What the exercise asks — Using the records below, please work out how many lines contain "position"; answer with the number alone.

Records to process —
┌────────

mod memory_grid;

use std::str::FromStr;
use std::time::Duration;

use mindframe_app_shell::{
    Difficulty, InputEvent, ModuleDescriptor, ModuleRegistry, Shell, ShellError, ShellOptions,
};
use mindframe_render_common::CacheConfig;
use mindframe_render_console::ConsoleBackend;
use mindframe_ui_graphics::{Point, Size, Theme};

use memory_grid::{MemoryGrid, CELL};

const VIEWPORT: Size = Size {
    width: 160.0,
    height: 80.0,
};
const CHAR_CELL: Size = Size {
    width: 4.0,
    height: 8.0,
};
const FRAME_TIME: Duration = Duration::from_millis(250);

fn env_or<T: FromStr>(name: &str, default: T) -> T {
    match std::env::var(name) {
        Ok(raw) => raw.parse().unwrap_or_else(|_| {
            log::warn!("ignoring {name}={raw:?}: not a valid value");
            default
        }),
        Err(_) => default,
    }
}

fn main() {
    env_logger::init();

    if let Err(err) = run() {
        log::error!("console demo failed: {err}");
        std::process::exit(1);
    }
}

fn run() -> Result<(), ShellError> {
    let ticks: u64 = env_or("MINDFRAME_TICKS", 24);
    let capacity: usize = env_or("MINDFRAME_CACHE_CAPACITY", 64);
    let theme_id: String = env_or("MINDFRAME_THEME", "dark".to_owned());
    let theme = Theme::preset(&theme_id).unwrap_or_else(|| {
        log::warn!("unknown theme {theme_id:?}, using dark");
        Theme::dark()
    });
    let other_theme = if theme.is_dark() {
        Theme::light()
    } else {
        Theme::dark()
    };

    let registry = ModuleRegistry::new().with(
        ModuleDescriptor::new("memory_grid", || MemoryGrid::new(Duration::from_secs(1)))
            .with_name("Memory Grid")
            .with_description("Tap the highlighted cell before it moves")
            .with_category("memory")
            .with_difficulty(Difficulty::Easy),
    )?;
    for module in registry.descriptors() {
        println!(
            "{} [{} / {}]: {}",
            module.name, module.category, module.difficulty, module.description
        );
    }

    let options = ShellOptions::default()
        .with_viewport(VIEWPORT)
        .with_cache(CacheConfig::default().with_capacity(capacity))
        .with_theme(theme);
    let mut shell = Shell::new(registry, options);
    let mut session = shell.open_session("memory_grid", ConsoleBackend::new(VIEWPORT, CHAR_CELL))?;
    session.mount()?;
    session.start()?;

    for tick in 0..ticks {
        if tick == ticks / 2 {
            session.set_theme(other_theme.clone());
        }
        // Tap a cell every third tick, walking across the grid.
        if tick % 3 == 2 {
            let (x, y) = MemoryGrid::cell_origin((tick / 3) as usize % 12);
            let half = CELL as f32 / 2.0;
            let position = Point::new(x as f32 + half, y as f32 + half);
            let outcome = session.handle_input(&InputEvent::PointerDown { position });
            log::debug!("tap at {position:?}: {outcome:?}");
        }

        let report = session.tick(FRAME_TIME)?;
        if report.frame.draw_calls > 0 {
            println!(
                "-- tick {} ({} patches, {} hits, {} misses)",
                report.tick, report.diff.patches, report.frame.cache_hits, report.frame.cache_misses
            );
            println!("{}", session.backend().render_to_string());
        }
        while let Some(update) = session.take_sync_update() {
            match serde_json::to_string(&update) {
                Ok(json) => println!("sync {json}"),
                Err(err) => log::error!("cannot encode state update: {err}"),
            }
        }
    }

    session.unmount()?;
    Ok(())
}
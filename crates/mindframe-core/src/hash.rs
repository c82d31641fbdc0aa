use core::hash::Hash;
use std::fmt;
use std::hash::Hasher;

#[cfg(feature = "std-hash")]
pub mod default {
    pub use std::collections::hash_map::DefaultHasher;

    #[inline]
    pub fn new() -> DefaultHasher {
        DefaultHasher::new()
    }
}

#[cfg(not(feature = "std-hash"))]
pub mod default {
    pub use ahash::AHasher as DefaultHasher;

    #[inline]
    pub fn new() -> DefaultHasher {
        DefaultHasher::default()
    }
}

/// convenience: hash a single value with whichever default is active
#[inline]
pub fn hash_one<T: Hash + ?Sized>(v: &T) -> u64 {
    let mut h = default::new();
    v.hash(&mut h);
    h.finish()
}

/// Key derived from a source location, used to identify memoization sites.
pub fn location_key(file: &str, line: u32, column: u32) -> u64 {
    hash_one(&(file, line, column))
}

/// Expands to a memoization site key for the current source location.
///
/// An optional discriminator distinguishes repeated calls from one site,
/// e.g. `memo_key!(row)` inside a loop.
#[macro_export]
macro_rules! memo_key {
    () => {
        $crate::hash::location_key(file!(), line!(), column!())
    };
    ($discriminator:expr) => {
        $crate::hash::hash_one(&(
            $crate::hash::location_key(file!(), line!(), column!()),
            &$discriminator,
        ))
    };
}

/// Content hash identifying visually equivalent node output.
///
/// Stable for the lifetime of the process; fingerprints are never persisted.
#[derive(Clone, Copy, PartialEq, Eq, Hash, PartialOrd, Ord)]
pub struct Fingerprint(u64);

impl Fingerprint {
    pub const fn from_raw(raw: u64) -> Self {
        Self(raw)
    }

    pub const fn raw(self) -> u64 {
        self.0
    }

    pub fn of<T: Hash + ?Sized>(value: &T) -> Self {
        Self(hash_one(value))
    }
}

impl fmt::Debug for Fingerprint {
    fn fmt(&self, f: &mut fmt::Formatter<'_>) -> fmt::Result {
        write!(f, "Fingerprint({:016x})", self.0)
    }
}

impl fmt::Display for Fingerprint {
    fn fmt(&self, f: &mut fmt::Formatter<'_>) -> fmt::Result {
        write!(f, "{:016x}", self.0)
    }
}
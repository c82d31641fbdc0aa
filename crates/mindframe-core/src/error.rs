use thiserror::Error;

use crate::node::{NodeKey, NodePath};

/// Malformed node tree.
#[derive(Debug, Clone, PartialEq, Eq, Error)]
pub enum StructuralError {
    #[error("duplicate sibling key `{key}` under {path}")]
    DuplicateKey { key: NodeKey, path: NodePath },
}
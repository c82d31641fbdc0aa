use serde::{Deserialize, Serialize};

/// Straight (non-premultiplied) RGBA colour with 8 bits per channel.
#[derive(Clone, Copy, Debug, Default, PartialEq, Eq, Hash, Serialize, Deserialize)]
pub struct Color(pub u8, pub u8, pub u8, pub u8);

impl Color {
    pub const TRANSPARENT: Color = Color(0, 0, 0, 0);
    pub const BLACK: Color = Color(0, 0, 0, 255);
    pub const WHITE: Color = Color(255, 255, 255, 255);

    pub const fn rgb(r: u8, g: u8, b: u8) -> Self {
        Color(r, g, b, 255)
    }

    pub const fn rgba(r: u8, g: u8, b: u8, a: u8) -> Self {
        Color(r, g, b, a)
    }

    pub fn alpha(self) -> u8 {
        self.3
    }

    pub fn is_transparent(self) -> bool {
        self.3 == 0
    }

    /// Parses `#rrggbb` or `#rrggbbaa`.
    pub fn from_hex(hex: &str) -> Option<Self> {
        let digits = hex.strip_prefix('#')?;
        let channel = |i: usize| u8::from_str_radix(digits.get(i..i + 2)?, 16).ok();
        match digits.len() {
            6 => Some(Color(channel(0)?, channel(2)?, channel(4)?, 255)),
            8 => Some(Color(channel(0)?, channel(2)?, channel(4)?, channel(6)?)),
            _ => None,
        }
    }

    /// Source-over blend of `self` onto `dst`.
    pub fn over(self, dst: Color) -> Color {
        let sa = self.3 as u32;
        if sa == 255 {
            return self;
        }
        if sa == 0 {
            return dst;
        }
        let inv = 255 - sa;
        let mix = |s: u8, d: u8| ((s as u32 * sa + d as u32 * inv) / 255) as u8;
        Color(
            mix(self.0, dst.0),
            mix(self.1, dst.1),
            mix(self.2, dst.2),
            (sa + dst.3 as u32 * inv / 255).min(255) as u8,
        )
    }

    /// Perceived brightness in `0..=255`, used by text-mode backends to pick shading.
    pub fn luma(self) -> u8 {
        ((self.0 as u32 * 299 + self.1 as u32 * 587 + self.2 as u32 * 114) / 1000) as u8
    }
}

#[cfg(test)]
mod tests {
    use super::*;

    #[test]
    fn parses_hex_colors() {
        assert_eq!(Color::from_hex("#ff8000"), Some(Color(255, 128, 0, 255)));
        assert_eq!(Color::from_hex("#10203040"), Some(Color(16, 32, 48, 64)));
        assert_eq!(Color::from_hex("ff8000"), None);
        assert_eq!(Color::from_hex("#ff80"), None);
    }

    #[test]
    fn opaque_source_replaces_destination() {
        assert_eq!(Color::WHITE.over(Color::BLACK), Color::WHITE);
        assert_eq!(Color::TRANSPARENT.over(Color::BLACK), Color::BLACK);
    }
}
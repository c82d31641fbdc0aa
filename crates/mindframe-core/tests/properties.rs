//! Property tests for the differ and the state delta encoder.

use std::collections::{BTreeMap, HashSet};

use mindframe_core::{
    apply_patches, diff, state, MirrorNode, Node, StateDecoder, StateEncoder, StateSnapshot,
    SyncConfig, SyncUpdate, Value,
};
use proptest::prelude::*;

fn scalar() -> impl Strategy<Value = Value> {
    prop_oneof![
        Just(Value::Null),
        any::<bool>().prop_map(Value::Bool),
        (-50i64..50).prop_map(Value::Int),
        "[a-z]{0,4}".prop_map(Value::Text),
    ]
}

fn value() -> impl Strategy<Value = Value> {
    prop_oneof![
        4 => scalar(),
        1 => any::<f64>().prop_map(Value::Float),
        1 => prop::collection::vec(scalar(), 0..3).prop_map(Value::List),
    ]
}

fn snapshot_of(values: impl Strategy<Value = Value>) -> impl Strategy<Value = StateSnapshot> {
    prop::collection::btree_map("[a-f]", values, 0..6)
        .prop_map(|entries: BTreeMap<String, Value>| {
            entries.into_iter().collect::<StateSnapshot>()
        })
}

type CellSpec = (i64, i64, Vec<i64>);

fn grid_from(cells: Vec<CellSpec>) -> Node {
    let mut seen = HashSet::new();
    let children = cells
        .into_iter()
        .filter(|(key, _, _)| seen.insert(*key))
        .map(|(key, value, dots)| {
            Node::new("cell")
                .key(key)
                .prop("v", value)
                .children(dots.into_iter().map(|dot| {
                    let tag = if dot % 2 == 0 { "dot" } else { "ring" };
                    Node::new(tag).prop("size", dot).build()
                }))
                .build()
        });
    Node::new("grid").children(children).build()
}

fn grid() -> impl Strategy<Value = Node> {
    prop::collection::vec(
        (0i64..10, 0i64..3, prop::collection::vec(0i64..4, 0..3)),
        0..8,
    )
    .prop_map(grid_from)
}

proptest! {
    /// Applying the delta between two snapshots reproduces the target.
    #[test]
    fn delta_round_trip(prev in snapshot_of(value()), next in snapshot_of(value())) {
        let delta = state::diff(&prev, &next);
        prop_assert_eq!(state::apply(&prev, &delta), next.clone());
        prop_assert_eq!(delta.is_empty(), prev == next);
    }

    /// A serialized update stream replays to the same snapshots.
    #[test]
    fn sync_stream_replays(
        states in prop::collection::vec(snapshot_of(scalar()), 1..12),
        interval in 0u64..5,
    ) {
        let mut encoder = StateEncoder::new(SyncConfig::default().with_full_resend_interval(interval));
        let mut decoder = StateDecoder::new();
        for state in &states {
            if let Some(update) = encoder.observe(state) {
                let json = serde_json::to_string(&update).unwrap();
                let received: SyncUpdate = serde_json::from_str(&json).unwrap();
                decoder.apply(&received).unwrap();
            }
            prop_assert_eq!(decoder.snapshot(), state);
        }
    }

    /// Patches produced by the differ turn the previous tree into the next one.
    #[test]
    fn patches_converge(previous in grid(), next in grid()) {
        let patches = diff(Some(&previous), &next).unwrap();
        let mut roots = MirrorNode::list_from(Some(&previous));
        apply_patches(&mut roots, &patches, &mut ()).unwrap();
        prop_assert_eq!(roots.len(), 1);
        prop_assert_eq!(format!("{:?}", roots[0].to_node()), format!("{:?}", next));
    }

    /// Rebuilding an identical tree never produces patches.
    #[test]
    fn identical_rebuild_is_a_no_op(cells in prop::collection::vec(
        (0i64..10, 0i64..3, prop::collection::vec(0i64..4, 0..3)),
        0..8,
    )) {
        let a = grid_from(cells.clone());
        let b = grid_from(cells);
        prop_assert!(diff(Some(&a), &b).unwrap().is_empty());
    }
}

└────────

Written answer — 3